Akupun mulai mendidih, aku yang selama ini (bukan bermaksud sombong) juga suka dengan dunia melukis dan dia yang justru melukis saja tidak bisa, malah mengejek habis habisan. sudah disuruh menggambar sapi, begitu jadi gambarnya, malah dijelek jelekkan. Kalau dia master gambar gitu sih oke oke aja, lha dia?

lha kamu itu melukis aja nggak bisa kok njelek njelekin lukisanku. Sudah dibuatin nggak terimakasih malah ngguroni (menggurui). Kalau nggak suka ya mbok buat sendiri sana kayak yang tok pingini” ucapku mulai terpancing emosi.

Dia yang menlihat aku emosi justru tersenyum tenang. Ini yang menjadi awal tersentaknya pemikiranku. Dia justru memberikan pemahaman yang luar biasa bagiku. Dia menjawab “begitulah sama denganNya” (sambil dia menunjuk ke atas –yang dimaksud Tuhan-).

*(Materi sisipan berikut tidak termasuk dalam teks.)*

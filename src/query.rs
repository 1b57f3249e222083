//! Translation of a [`ConditionSet`] into parameterized SQL.
//!
//! Every filter term becomes one [`FilterClause`]. Clauses are collected in a
//! fixed order and folded into a [`QueryWriter`], which appends clause text and
//! the matching positional parameters together, so placeholders and parameters
//! can never drift apart.

use itertools::Itertools;

use crate::{
    catalog::{ColumnCatalog, Field, quote_ident},
    conditions::{ConditionSet, DateRange},
    data::Value,
};

#[derive(Debug, Clone, PartialEq, Eq)]
pub struct CompiledQuery {
    pub text: String,
    pub params: Vec<Value>,
}

impl CompiledQuery {
    pub fn placeholder_count(&self) -> usize {
        placeholder_offsets(&self.text).count()
    }

    pub fn with_limit(mut self, limit: Option<usize>) -> Self {
        if let Some(limit) = limit {
            self.text.push_str(&format!(" LIMIT {limit}"));
        }
        self
    }

    /// Inlines each parameter into its placeholder, left to right.
    pub fn to_literal_sql(&self) -> String {
        let mut params = self.params.iter();
        let mut rendered = String::with_capacity(self.text.len());
        let mut copied = 0;
        for offset in placeholder_offsets(&self.text) {
            let Some(param) = params.next() else { break };
            rendered.push_str(&self.text[copied..offset]);
            rendered.push_str(&param.as_sql_literal());
            copied = offset + 1;
        }
        rendered.push_str(&self.text[copied..]);
        rendered
    }
}

/// Byte offsets of `?` placeholders outside quoted strings and identifiers.
///
/// A doubled quote inside a quoted run closes and reopens it, so the scan
/// stays inside the run.
fn placeholder_offsets(text: &str) -> impl Iterator<Item = usize> + '_ {
    let mut quote: Option<char> = None;
    text.char_indices().filter_map(move |(offset, ch)| {
        match (quote, ch) {
            (Some(open), ch) if ch == open => quote = None,
            (Some(_), _) => {}
            (None, '\'' | '"') => quote = Some(ch),
            (None, '?') => return Some(offset),
            (None, _) => {}
        }
        None
    })
}

#[derive(Debug, Default)]
pub struct QueryWriter {
    text: String,
    params: Vec<Value>,
}

impl QueryWriter {
    fn new(base: String) -> Self {
        Self {
            text: base,
            params: Vec::new(),
        }
    }

    pub fn push_sql(&mut self, sql: &str) {
        self.text.push_str(sql);
    }

    pub fn push_param(&mut self, value: Value) {
        self.text.push('?');
        self.params.push(value);
    }

    fn finish(self) -> CompiledQuery {
        CompiledQuery {
            text: self.text,
            params: self.params,
        }
    }
}

/// A single conjunct of the WHERE clause.
pub trait FilterClause {
    fn write(&self, out: &mut QueryWriter);
}

struct Equals {
    column: String,
    value: String,
}

impl FilterClause for Equals {
    fn write(&self, out: &mut QueryWriter) {
        out.push_sql(&format!("{} = ", self.column));
        out.push_param(Value::Text(self.value.clone()));
    }
}

struct MemberOf {
    column: String,
    values: Vec<String>,
}

impl FilterClause for MemberOf {
    fn write(&self, out: &mut QueryWriter) {
        out.push_sql(&format!("{} IN (", self.column));
        for (idx, value) in self.values.iter().enumerate() {
            if idx > 0 {
                out.push_sql(", ");
            }
            out.push_param(Value::Text(value.clone()));
        }
        out.push_sql(")");
    }
}

/// `((method = ? AND amount = ?) OR ...)`: a row passes when any pair matches.
struct AnyPrizePair {
    method_column: String,
    amount_column: String,
    pairs: Vec<(String, String)>,
}

impl FilterClause for AnyPrizePair {
    fn write(&self, out: &mut QueryWriter) {
        out.push_sql("(");
        for (idx, (method, amount)) in self.pairs.iter().enumerate() {
            if idx > 0 {
                out.push_sql(" OR ");
            }
            out.push_sql(&format!("({} = ", self.method_column));
            out.push_param(Value::Text(method.clone()));
            out.push_sql(&format!(" AND {} = ", self.amount_column));
            out.push_param(Value::Text(amount.clone()));
            out.push_sql(")");
        }
        out.push_sql(")");
    }
}

struct DateBetween {
    column: String,
    range: DateRange,
}

impl FilterClause for DateBetween {
    fn write(&self, out: &mut QueryWriter) {
        out.push_sql(&format!("DATE({}) BETWEEN ", self.column));
        out.push_param(Value::Date(self.range.start));
        out.push_sql(" AND ");
        out.push_param(Value::Date(self.range.end));
    }
}

/// Which column a distinct-value listing reads.
#[derive(Debug, Clone, Copy, PartialEq, Eq, clap::ValueEnum)]
#[value(rename_all = "kebab-case")]
pub enum ValueListing {
    Regions,
    PlayMethods,
}

impl ValueListing {
    pub fn field(self) -> Field {
        match self {
            ValueListing::Regions => Field::Region,
            ValueListing::PlayMethods => Field::PlayMethod,
        }
    }
}

pub struct QueryCompiler<'a> {
    catalog: &'a ColumnCatalog,
    table: String,
}

impl<'a> QueryCompiler<'a> {
    pub fn new(catalog: &'a ColumnCatalog, table: &str) -> Self {
        Self {
            catalog,
            table: quote_ident(table),
        }
    }

    fn column(&self, field: Field) -> String {
        quote_ident(self.catalog.physical(field))
    }

    /// Clauses in their fixed order: region, site, methods, prize pairs,
    /// redeem time, sale time.
    fn clauses(&self, conditions: &ConditionSet) -> Vec<Box<dyn FilterClause>> {
        let mut clauses: Vec<Box<dyn FilterClause>> = Vec::new();
        if let Some(region) = conditions.region() {
            clauses.push(Box::new(Equals {
                column: self.column(Field::Region),
                value: region.to_string(),
            }));
        }
        if let Some(site) = conditions.redeem_site() {
            clauses.push(Box::new(Equals {
                column: self.column(Field::RedeemSite),
                value: site.to_string(),
            }));
        }
        if !conditions.play_methods().is_empty() {
            clauses.push(Box::new(MemberOf {
                column: self.column(Field::PlayMethod),
                values: conditions.play_methods().to_vec(),
            }));
        }
        if !conditions.prize_conditions().is_empty() {
            clauses.push(Box::new(AnyPrizePair {
                method_column: self.column(Field::PlayMethod),
                amount_column: self.column(Field::PrizeAmount),
                pairs: conditions.prize_conditions().to_vec(),
            }));
        }
        if let Some(range) = conditions.redeem_time() {
            clauses.push(Box::new(DateBetween {
                column: self.column(Field::RedeemTime),
                range,
            }));
        }
        if let Some(range) = conditions.sale_time() {
            clauses.push(Box::new(DateBetween {
                column: self.column(Field::SaleTime),
                range,
            }));
        }
        clauses
    }

    fn filtered(&self, select: &str, conditions: &ConditionSet) -> QueryWriter {
        let base = format!("SELECT {select} FROM {} WHERE 1=1", self.table);
        self.clauses(conditions)
            .iter()
            .fold(QueryWriter::new(base), |mut out, clause| {
                out.push_sql(" AND ");
                clause.write(&mut out);
                out
            })
    }

    pub fn compile(&self, conditions: &ConditionSet) -> CompiledQuery {
        self.filtered("*", conditions).finish()
    }

    /// Row counts per play method over the filtered rows, largest first.
    pub fn compile_breakdown(&self, conditions: &ConditionSet) -> CompiledQuery {
        let method = self.column(Field::PlayMethod);
        let mut out = self.filtered(&format!("{method}, COUNT(*) AS records"), conditions);
        out.push_sql(&format!(" GROUP BY {method} ORDER BY records DESC, {method}"));
        out.finish()
    }

    /// Distinct non-blank values of one column, ascending.
    pub fn compile_distinct(&self, listing: ValueListing) -> CompiledQuery {
        let column = self.column(listing.field());
        CompiledQuery {
            text: format!(
                "SELECT DISTINCT {column} FROM {} WHERE {column} IS NOT NULL AND {column} != '' ORDER BY {column}",
                self.table
            ),
            params: Vec::new(),
        }
    }

    pub fn compile_count(&self) -> CompiledQuery {
        CompiledQuery {
            text: format!("SELECT COUNT(*) FROM {}", self.table),
            params: Vec::new(),
        }
    }
}

/// Column list for INSERT statements, in catalog order.
pub fn insert_columns(catalog: &ColumnCatalog) -> String {
    catalog
        .entries()
        .iter()
        .map(|entry| quote_ident(&entry.physical))
        .join(", ")
}
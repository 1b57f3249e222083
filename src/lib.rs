pub mod catalog;
pub mod cli;
pub mod conditions;
pub mod config;
pub mod data;
pub mod export;
pub mod extract;
pub mod import;
pub mod normalize;
pub mod query;
pub mod reconcile;
pub mod store;
pub mod table;

use std::{env, sync::OnceLock};

use anyhow::{Context, Result, anyhow, bail};
use clap::Parser;
use log::{LevelFilter, debug, info, warn};

use crate::{
    catalog::ColumnCatalog,
    cli::{Cli, Commands},
    config::Config,
    export::{ExportOptions, export_result_set, is_dash, is_workbook},
    extract::{ExtractOptions, resolve_encoding},
    import::ImportPipeline,
    query::QueryCompiler,
    store::Store,
};

static LOGGER: OnceLock<()> = OnceLock::new();

fn init_logging() {
    LOGGER.get_or_init(|| {
        let mut builder = env_logger::Builder::from_env(env_logger::Env::default());
        if env::var("RUST_LOG").is_err() {
            builder.filter_module("scratch_ledger", LevelFilter::Info);
        }
        let _ = builder.format_timestamp_millis().try_init();
    });
}

pub fn run() -> Result<()> {
    init_logging();
    let cli = Cli::parse();
    if let Commands::InitConfig(args) = &cli.command {
        return handle_init_config(args);
    }

    let config = Config::resolve(
        cli.config.as_deref(),
        cli.database.as_deref(),
        cli.table.as_deref(),
    )?;
    let catalog = config.catalog()?;
    let store = Store::new(&config.database, &config.table);
    debug!(
        "Using table '{}' in {:?}",
        store.table(),
        store.path()
    );

    match &cli.command {
        Commands::Query(args) => handle_query(&store, &catalog, args),
        Commands::Stats(args) => handle_stats(&store, &catalog, args),
        Commands::Values(args) => handle_values(&store, &catalog, args),
        Commands::Import(args) => handle_import(&store, &catalog, args),
        Commands::Reconcile => handle_reconcile(&store, &catalog),
        Commands::Check => handle_check(&store, &catalog),
        Commands::InitConfig(args) => handle_init_config(args),
    }
}

fn today() -> chrono::NaiveDate {
    chrono::Local::now().date_naive()
}

fn handle_query(store: &Store, catalog: &ColumnCatalog, args: &cli::QueryArgs) -> Result<()> {
    let conditions = args.filters.to_conditions(today());
    info!("Querying '{}' with {}", store.table(), conditions.describe());
    let query = QueryCompiler::new(catalog, store.table())
        .compile(&conditions)
        .with_limit(args.limit);
    if args.show_sql {
        let sql = query.to_literal_sql();
        match &args.output {
            Some(path) if is_dash(path) => eprintln!("{sql}"),
            _ => println!("{sql}"),
        }
    }

    let result = store.fetch(&query)?;
    info!("{} matching row(s)", result.len());
    match &args.output {
        Some(path) => {
            let options = ExportOptions {
                delimiter: args.delimiter.unwrap_or(b','),
                encoding: resolve_encoding(args.output_encoding.as_deref())?,
                bom: args.bom,
            };
            if is_workbook(path)
                && (args.delimiter.is_some() || args.output_encoding.is_some() || args.bom)
            {
                warn!("CSV options are ignored for workbook output {path:?}");
            }
            export_result_set(&result, path, &options)
                .with_context(|| format!("Exporting results to {path:?}"))?;
            if is_workbook(path) {
                info!("Wrote {} row(s) to workbook {path:?}", result.len());
            } else if !is_dash(path) {
                info!(
                    "Wrote {} row(s) to {path:?} using delimiter '{}'",
                    result.len(),
                    printable_delimiter(options.delimiter)
                );
            }
        }
        None if result.is_empty() => println!("No matching records."),
        None => table::print_table(&result.headers, &result.display_rows()),
    }
    Ok(())
}

fn handle_stats(store: &Store, catalog: &ColumnCatalog, args: &cli::StatsArgs) -> Result<()> {
    let conditions = args.filters.to_conditions(today());
    let query = QueryCompiler::new(catalog, store.table()).compile_breakdown(&conditions);
    if args.show_sql {
        println!("{}", query.to_literal_sql());
    }
    let result = store.fetch(&query)?;
    let mut rows = result.display_rows();
    let total = result
        .rows
        .iter()
        .filter_map(|row| row.get(1))
        .map(|value| value.as_display().parse::<u64>().unwrap_or(0))
        .sum::<u64>();
    rows.push(vec!["TOTAL".to_string(), total.to_string()]);
    table::print_table(&result.headers, &rows);
    Ok(())
}

fn handle_values(store: &Store, catalog: &ColumnCatalog, args: &cli::ValuesArgs) -> Result<()> {
    let values = store.distinct_values(catalog, args.listing)?;
    if values.is_empty() {
        info!("No {} recorded", catalog.physical(args.listing.field()));
    }
    for value in values {
        println!("{value}");
    }
    Ok(())
}

fn handle_import(store: &Store, catalog: &ColumnCatalog, args: &cli::ImportArgs) -> Result<()> {
    let options = ExtractOptions {
        delimiter: args.delimiter,
        encoding: args.input_encoding.clone(),
        sheet: args.sheet.clone(),
    };
    let summary = ImportPipeline::new(store, catalog).import_file(
        &args.input,
        &options,
        !args.report_duplicates,
    );
    if let Some(mapping) = &summary.mapping {
        debug!("Column mapping: {}", mapping.describe());
    }
    if summary.success {
        info!("{}", summary.message);
        println!(
            "inserted: {}\nskipped: {}",
            summary.inserted, summary.skipped
        );
        Ok(())
    } else {
        Err(anyhow!(summary.message))
    }
}

fn handle_reconcile(store: &Store, catalog: &ColumnCatalog) -> Result<()> {
    let mut conn = store.connect()?;
    let report = reconcile::reconcile(&mut conn, store.table(), catalog)?;
    if report.is_unchanged() {
        println!("Table '{}' already matches the catalog.", report.table);
    } else {
        for action in &report.actions {
            println!("{action}");
        }
    }
    Ok(())
}

fn handle_check(store: &Store, catalog: &ColumnCatalog) -> Result<()> {
    let status = store
        .status(catalog)
        .with_context(|| format!("Database {:?} is unavailable", store.path()))?;
    match status.row_count {
        Some(count) if status.table_exists => {
            println!("Table '{}' holds {count} row(s).", store.table());
        }
        _ => println!(
            "Database reachable; table '{}' does not exist yet.",
            store.table()
        ),
    }
    Ok(())
}

fn handle_init_config(args: &cli::InitConfigArgs) -> Result<()> {
    if args.output.exists() && !args.force {
        bail!(
            "{:?} already exists; pass --force to overwrite it",
            args.output
        );
    }
    Config::default().save(&args.output)?;
    info!("Default configuration written to {:?}", args.output);
    Ok(())
}

pub(crate) fn printable_delimiter(delimiter: u8) -> String {
    match delimiter {
        b',' => ",".to_string(),
        b'\t' => "\\t".to_string(),
        other => (other as char).to_string(),
    }
}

“Maksudnya?” kataku yang mulai bingung

“Kalau seseorang yang sudah ahli nggambar, diminta nggambar sapi, terus gambarannya itu dihina, dijelekin, bahkan yang menghina itu menggurui yang nggambar padahal si penghina itu sendiri nggambar aja ndak bisa. Sekarang aku tanya, yang berhak marah adalah gambarnya atau yang membuat gambar?” Tanya slekethep sambil masih tersenyum tenang

“Ya yang buat gambar lah. Wong dia yang membuat kok. Kalo gambarnya kan manut yang nggambar to! Itu cah SD we tau!” kataku agak membentak.

begitulah sama denganNya” (sambil dia menunjuk ke atas lagi). “Dia yang berhak marah kalau ciptaanNya dihina, didiamkan, dsb gara gara sesuatu dimana itu merupakan bentukan Tuhan. sebesar apa hinaan ejekan orang kepadaku atas perbedaanku ini, aku sekali lagi tidak akan marah, karena yang berhak marah itu Sang Pembuat, bukan hasil buatanNya”

Mendengar jawaban seperti itu aku terdiam menyesal sangat dalam dan belum pernah semenyesal saat itu. Benar kata dia. Sudah berapa kali aku mempermalukan Tuhan atas hasil ciptaanNya?

Kalau Tuhan menjawablha kamu itu mencipta aja nggak bisa kok njelek njelekin ciptaanku. Sudah dicipta, nggak terimakasih, malah ngguroni. Kalau nggak suka sama ciptaaKu ya mbok buat sendiri sana kayak yang tok pingini” kamu bakal nyanggah gimana?”

Sekali lagi dia membuatku terdiam menyesal. Aku selama ini telah mengolok olok ciptaan Tuhan secara langsung dan mengolok olok Tuhan secara tidak langsung.

Namun aku tidak berhenti dan menyerah disitu, aku mengeluarkan senjata pamungkas. Kisah kaum nabi Luth dalam Quran!